EXERCISE GOAL: Copy the data below exactly.

THE DATA:
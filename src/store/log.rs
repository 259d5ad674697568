//! Log sink: every run appended to an SQLite table.
//!
//! The database file and the table are created on first use. Each run is
//! inserted inside one transaction; if any row fails the whole run is rolled
//! back. Rows from earlier runs are never touched.

use super::PersistenceError;
use crate::models::RankingEntry;
use once_cell::sync::Lazy;
use regex::Regex;
use rusqlite::Connection;
use std::fs;
use std::path::Path;
use tracing::{debug, info, instrument};

static IDENTIFIER: Lazy<Regex> = Lazy::new(|| Regex::new(r"^[A-Za-z_][A-Za-z0-9_]{0,63}$").unwrap());

/// Append `entries` to `table` in the SQLite database at `database`.
///
/// Creates the database file and the table when missing. All rows go in
/// through one transaction; if any insert fails nothing is kept.
///
/// # Arguments
///
/// * `entries` - Rows to append, in order; an empty `rectime` becomes `NULL`
/// * `database` - Path of the SQLite file
/// * `table` - Table name, limited to `[A-Za-z_][A-Za-z0-9_]*`
///
/// # Returns
///
/// The number of rows inserted, or a [`PersistenceError`] describing the
/// stage that failed.
#[instrument(level = "info", skip_all, fields(database = %database.display(), %table, count = entries.len()))]
pub fn persist(
    entries: &[RankingEntry],
    database: &Path,
    table: &str,
) -> Result<usize, PersistenceError> {
    if !IDENTIFIER.is_match(table) {
        return Err(PersistenceError::Schema {
            table: table.to_string(),
            reason: "not a valid table name".to_string(),
        });
    }

    let mut conn = connect(database)?;
    init_table(&conn, table)?;
    let inserted = insert_all(&mut conn, table, entries)?;

    info!(inserted, "Appended entries to log table");
    Ok(inserted)
}

fn connect(database: &Path) -> Result<Connection, PersistenceError> {
    let fail = |source: Box<dyn std::error::Error + Send + Sync>| PersistenceError::Connection {
        path: database.to_path_buf(),
        source,
    };

    if let Some(parent) = database.parent().filter(|p| !p.as_os_str().is_empty()) {
        fs::create_dir_all(parent).map_err(|e| fail(e.into()))?;
    }
    let conn = Connection::open(database).map_err(|e| fail(e.into()))?;
    conn.execute_batch("PRAGMA journal_mode=WAL;")
        .map_err(|e| fail(e.into()))?;
    debug!("Connected to database");
    Ok(conn)
}

fn init_table(conn: &Connection, table: &str) -> Result<(), PersistenceError> {
    conn.execute_batch(&format!(
        "CREATE TABLE IF NOT EXISTS {table} (
            id       INTEGER PRIMARY KEY AUTOINCREMENT,
            title    TEXT,
            hotcount TEXT,
            link     TEXT,
            platform VARCHAR(50),
            slist    VARCHAR(50),
            rectime  DATETIME
        );"
    ))
    .map_err(|e| PersistenceError::Schema {
        table: table.to_string(),
        reason: e.to_string(),
    })
}

fn insert_all(
    conn: &mut Connection,
    table: &str,
    entries: &[RankingEntry],
) -> Result<usize, PersistenceError> {
    let fail = |source| PersistenceError::Insert {
        table: table.to_string(),
        source,
    };

    // Dropping the transaction without commit rolls the batch back.
    let tx = conn.transaction().map_err(fail)?;
    let mut count = 0;
    {
        let mut stmt = tx
            .prepare(&format!(
                "INSERT INTO {table} (title, hotcount, link, platform, slist, rectime)
                 VALUES (?1, ?2, ?3, ?4, ?5, ?6)"
            ))
            .map_err(fail)?;
        for e in entries {
            count += stmt
                .execute(rusqlite::params![
                    e.title,
                    e.hotcount,
                    e.link,
                    e.platform,
                    e.slist,
                    e.rectime_opt(),
                ])
                .map_err(fail)?;
        }
    }
    tx.commit().map_err(fail)?;
    Ok(count)
}

/// Number of rows currently in `table`.
#[cfg(test)]
pub fn count_rows(database: &Path, table: &str) -> Result<usize, PersistenceError> {
    if !IDENTIFIER.is_match(table) {
        return Err(PersistenceError::Schema {
            table: table.to_string(),
            reason: "not a valid table name".to_string(),
        });
    }
    let conn = connect(database)?;
    conn.query_row(&format!("SELECT COUNT(*) FROM {table}"), [], |r| r.get(0))
        .map_err(|e| PersistenceError::Schema {
            table: table.to_string(),
            reason: e.to_string(),
        })
}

WRITTEN RESPONSE:
filename src/store/log.rs
repository 259d5ad674697568
//! Log sink: every run appended to an SQLite table.
//!
//! The database file and the table are created on first use. Each run is
//! inserted inside one transaction; if any row fails the whole run is rolled
//! back. Rows from earlier runs are never touched.

use super::PersistenceError;
use crate::models::RankingEntry;
use once_cell::sync::Lazy;
use regex::Regex;
use rusqlite::Connection;
use std::fs;
use std::path::Path;
use tracing::{debug, info, instrument};

static IDENTIFIER: Lazy<Regex> = Lazy::new(|| Regex::new(r"^[A-Za-z_][A-Za-z0-9_]{0,63}$").unwrap());

/// Append `entries` to `table` in the SQLite database at `database`.
///
/// Creates the database file and the table when missing. All rows go in
/// through one transaction; if any insert fails nothing is kept.
///
/// # Arguments
///
/// * `entries` - Rows to append, in order; an empty `rectime` becomes `NULL`
/// * `database` - Path of the SQLite file
/// * `table` - Table name, limited to `[A-Za-z_][A-Za-z0-9_]*`
///
/// # Returns
///
/// The number of rows inserted, or a [`PersistenceError`] describing the
/// stage that failed.
#[instrument(level = "info", skip_all, fields(database = %database.display(), %table, count = entries.len()))]
pub fn persist(
    entries: &[RankingEntry],
    database: &Path,
    table: &str,
) -> Result<usize, PersistenceError> {
    if !IDENTIFIER.is_match(table) {
        return Err(PersistenceError::Schema {
            table: table.to_string(),
            reason: "not a valid table name".to_string(),
        });
    }

    let mut conn = connect(database)?;
    init_table(&conn, table)?;
    let inserted = insert_all(&mut conn, table, entries)?;

    info!(inserted, "Appended entries to log table");
    Ok(inserted)
}

fn connect(database: &Path) -> Result<Connection, PersistenceError> {
    let fail = |source: Box<dyn std::error::Error + Send + Sync>| PersistenceError::Connection {
        path: database.to_path_buf(),
        source,
    };

    if let Some(parent) = database.parent().filter(|p| !p.as_os_str().is_empty()) {
        fs::create_dir_all(parent).map_err(|e| fail(e.into()))?;
    }
    let conn = Connection::open(database).map_err(|e| fail(e.into()))?;
    conn.execute_batch("PRAGMA journal_mode=WAL;")
        .map_err(|e| fail(e.into()))?;
    debug!("Connected to database");
    Ok(conn)
}

fn init_table(conn: &Connection, table: &str) -> Result<(), PersistenceError> {
    conn.execute_batch(&format!(
        "CREATE TABLE IF NOT EXISTS {table} (
            id       INTEGER PRIMARY KEY AUTOINCREMENT,
            title    TEXT,
            hotcount TEXT,
            link     TEXT,
            platform VARCHAR(50),
            slist    VARCHAR(50),
            rectime  DATETIME
        );"
    ))
    .map_err(|e| PersistenceError::Schema {
        table: table.to_string(),
        reason: e.to_string(),
    })
}

fn insert_all(
    conn: &mut Connection,
    table: &str,
    entries: &[RankingEntry],
) -> Result<usize, PersistenceError> {
    let fail = |source| PersistenceError::Insert {
        table: table.to_string(),
        source,
    };

    // Dropping the transaction without commit rolls the batch back.
    let tx = conn.transaction().map_err(fail)?;
    let mut count = 0;
    {
        let mut stmt = tx
            .prepare(&format!(
                "INSERT INTO {table} (title, hotcount, link, platform, slist, rectime)
                 VALUES (?1, ?2, ?3, ?4, ?5, ?6)"
            ))
            .map_err(fail)?;
        for e in entries {
            count += stmt
                .execute(rusqlite::params![
                    e.title,
                    e.hotcount,
                    e.link,
                    e.platform,
                    e.slist,
                    e.rectime_opt(),
                ])
                .map_err(fail)?;
        }
    }
    tx.commit().map_err(fail)?;
    Ok(count)
}

/// Number of rows currently in `table`.
#[cfg(test)]
pub fn count_rows(database: &Path, table: &str) -> Result<usize, PersistenceError> {
    if !IDENTIFIER.is_match(table) {
        return Err(PersistenceError::Schema {
            table: table.to_string(),
            reason: "not a valid table name".to_string(),
        });
    }
    let conn = connect(database)?;
    conn.query_row(&format!("SELECT COUNT(*) FROM {table}"), [], |r| r.get(0))
        .map_err(|e| PersistenceError::Schema {
            table: table.to_string(),
            reason: e.to_string(),
        })
}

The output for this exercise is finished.